** Listed entries follows **
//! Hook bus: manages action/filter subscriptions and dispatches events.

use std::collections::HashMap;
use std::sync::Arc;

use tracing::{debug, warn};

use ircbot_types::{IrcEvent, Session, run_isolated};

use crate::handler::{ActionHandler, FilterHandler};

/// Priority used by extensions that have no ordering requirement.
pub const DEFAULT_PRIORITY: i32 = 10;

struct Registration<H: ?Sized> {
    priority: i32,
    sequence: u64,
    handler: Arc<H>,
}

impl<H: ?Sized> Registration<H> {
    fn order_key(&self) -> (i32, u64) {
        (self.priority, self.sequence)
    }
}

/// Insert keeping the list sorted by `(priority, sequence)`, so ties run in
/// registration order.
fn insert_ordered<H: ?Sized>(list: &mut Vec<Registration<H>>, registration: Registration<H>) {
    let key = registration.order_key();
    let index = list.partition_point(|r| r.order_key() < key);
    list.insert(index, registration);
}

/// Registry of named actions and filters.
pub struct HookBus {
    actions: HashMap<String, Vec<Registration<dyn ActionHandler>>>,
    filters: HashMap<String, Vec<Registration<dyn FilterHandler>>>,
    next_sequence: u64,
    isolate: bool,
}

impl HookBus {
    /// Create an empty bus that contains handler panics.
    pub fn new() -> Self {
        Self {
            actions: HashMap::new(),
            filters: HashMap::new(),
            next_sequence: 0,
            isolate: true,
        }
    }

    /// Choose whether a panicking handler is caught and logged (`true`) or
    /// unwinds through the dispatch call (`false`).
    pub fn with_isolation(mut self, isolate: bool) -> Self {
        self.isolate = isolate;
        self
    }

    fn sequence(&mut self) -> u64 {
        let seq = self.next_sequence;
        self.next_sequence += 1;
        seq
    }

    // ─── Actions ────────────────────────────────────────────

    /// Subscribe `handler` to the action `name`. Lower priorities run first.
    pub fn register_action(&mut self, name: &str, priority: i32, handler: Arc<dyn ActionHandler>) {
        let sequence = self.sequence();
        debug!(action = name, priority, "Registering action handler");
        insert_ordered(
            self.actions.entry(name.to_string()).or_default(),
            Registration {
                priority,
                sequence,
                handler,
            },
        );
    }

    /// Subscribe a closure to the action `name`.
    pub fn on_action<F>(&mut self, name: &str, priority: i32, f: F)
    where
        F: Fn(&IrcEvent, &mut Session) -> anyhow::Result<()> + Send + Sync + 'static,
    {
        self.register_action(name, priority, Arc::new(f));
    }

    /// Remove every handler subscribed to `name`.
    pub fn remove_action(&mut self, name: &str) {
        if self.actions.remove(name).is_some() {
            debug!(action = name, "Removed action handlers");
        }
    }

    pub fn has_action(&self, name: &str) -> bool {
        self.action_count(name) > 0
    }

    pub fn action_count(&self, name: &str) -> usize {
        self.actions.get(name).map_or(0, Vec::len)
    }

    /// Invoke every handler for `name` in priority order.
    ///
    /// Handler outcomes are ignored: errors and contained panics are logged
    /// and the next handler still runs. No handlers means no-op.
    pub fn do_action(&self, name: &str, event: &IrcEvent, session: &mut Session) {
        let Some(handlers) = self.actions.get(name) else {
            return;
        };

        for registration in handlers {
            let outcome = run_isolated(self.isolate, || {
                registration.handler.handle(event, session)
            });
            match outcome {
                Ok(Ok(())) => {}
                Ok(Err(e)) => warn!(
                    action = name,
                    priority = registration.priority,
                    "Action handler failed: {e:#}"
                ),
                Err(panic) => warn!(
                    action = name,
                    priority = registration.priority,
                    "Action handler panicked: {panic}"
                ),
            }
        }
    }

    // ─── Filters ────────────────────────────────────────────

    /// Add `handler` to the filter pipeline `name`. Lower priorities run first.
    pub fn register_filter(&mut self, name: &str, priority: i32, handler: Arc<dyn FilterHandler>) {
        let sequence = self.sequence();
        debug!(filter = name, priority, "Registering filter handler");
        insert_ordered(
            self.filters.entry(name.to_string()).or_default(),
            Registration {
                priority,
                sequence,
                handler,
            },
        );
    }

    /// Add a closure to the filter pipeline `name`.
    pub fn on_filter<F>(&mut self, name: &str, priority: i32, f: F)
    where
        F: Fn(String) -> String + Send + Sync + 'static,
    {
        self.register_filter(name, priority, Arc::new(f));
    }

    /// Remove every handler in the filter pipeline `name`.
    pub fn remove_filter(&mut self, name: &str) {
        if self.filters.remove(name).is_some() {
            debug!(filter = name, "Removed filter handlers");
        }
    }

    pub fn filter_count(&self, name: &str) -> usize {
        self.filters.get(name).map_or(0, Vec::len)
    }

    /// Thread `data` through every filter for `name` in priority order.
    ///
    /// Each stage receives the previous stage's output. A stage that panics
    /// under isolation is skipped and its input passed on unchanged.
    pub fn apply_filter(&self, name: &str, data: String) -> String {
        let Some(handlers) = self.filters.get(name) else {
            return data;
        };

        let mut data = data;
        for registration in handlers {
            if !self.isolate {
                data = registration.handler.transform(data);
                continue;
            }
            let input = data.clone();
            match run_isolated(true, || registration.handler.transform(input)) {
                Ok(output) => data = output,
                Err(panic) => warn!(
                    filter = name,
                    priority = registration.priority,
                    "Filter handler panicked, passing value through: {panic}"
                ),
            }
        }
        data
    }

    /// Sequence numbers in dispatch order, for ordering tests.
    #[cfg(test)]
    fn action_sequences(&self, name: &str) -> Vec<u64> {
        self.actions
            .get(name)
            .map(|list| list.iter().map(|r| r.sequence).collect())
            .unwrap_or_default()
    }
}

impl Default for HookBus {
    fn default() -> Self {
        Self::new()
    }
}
** End of Listed entries **
# [What you have to do]
For the string "transform", find every line of the material that contains it, and copy each one.

# [Written answer]
                data = registration.handler.transform(data);
            match run_isolated(true, || registration.handler.transform(input)) {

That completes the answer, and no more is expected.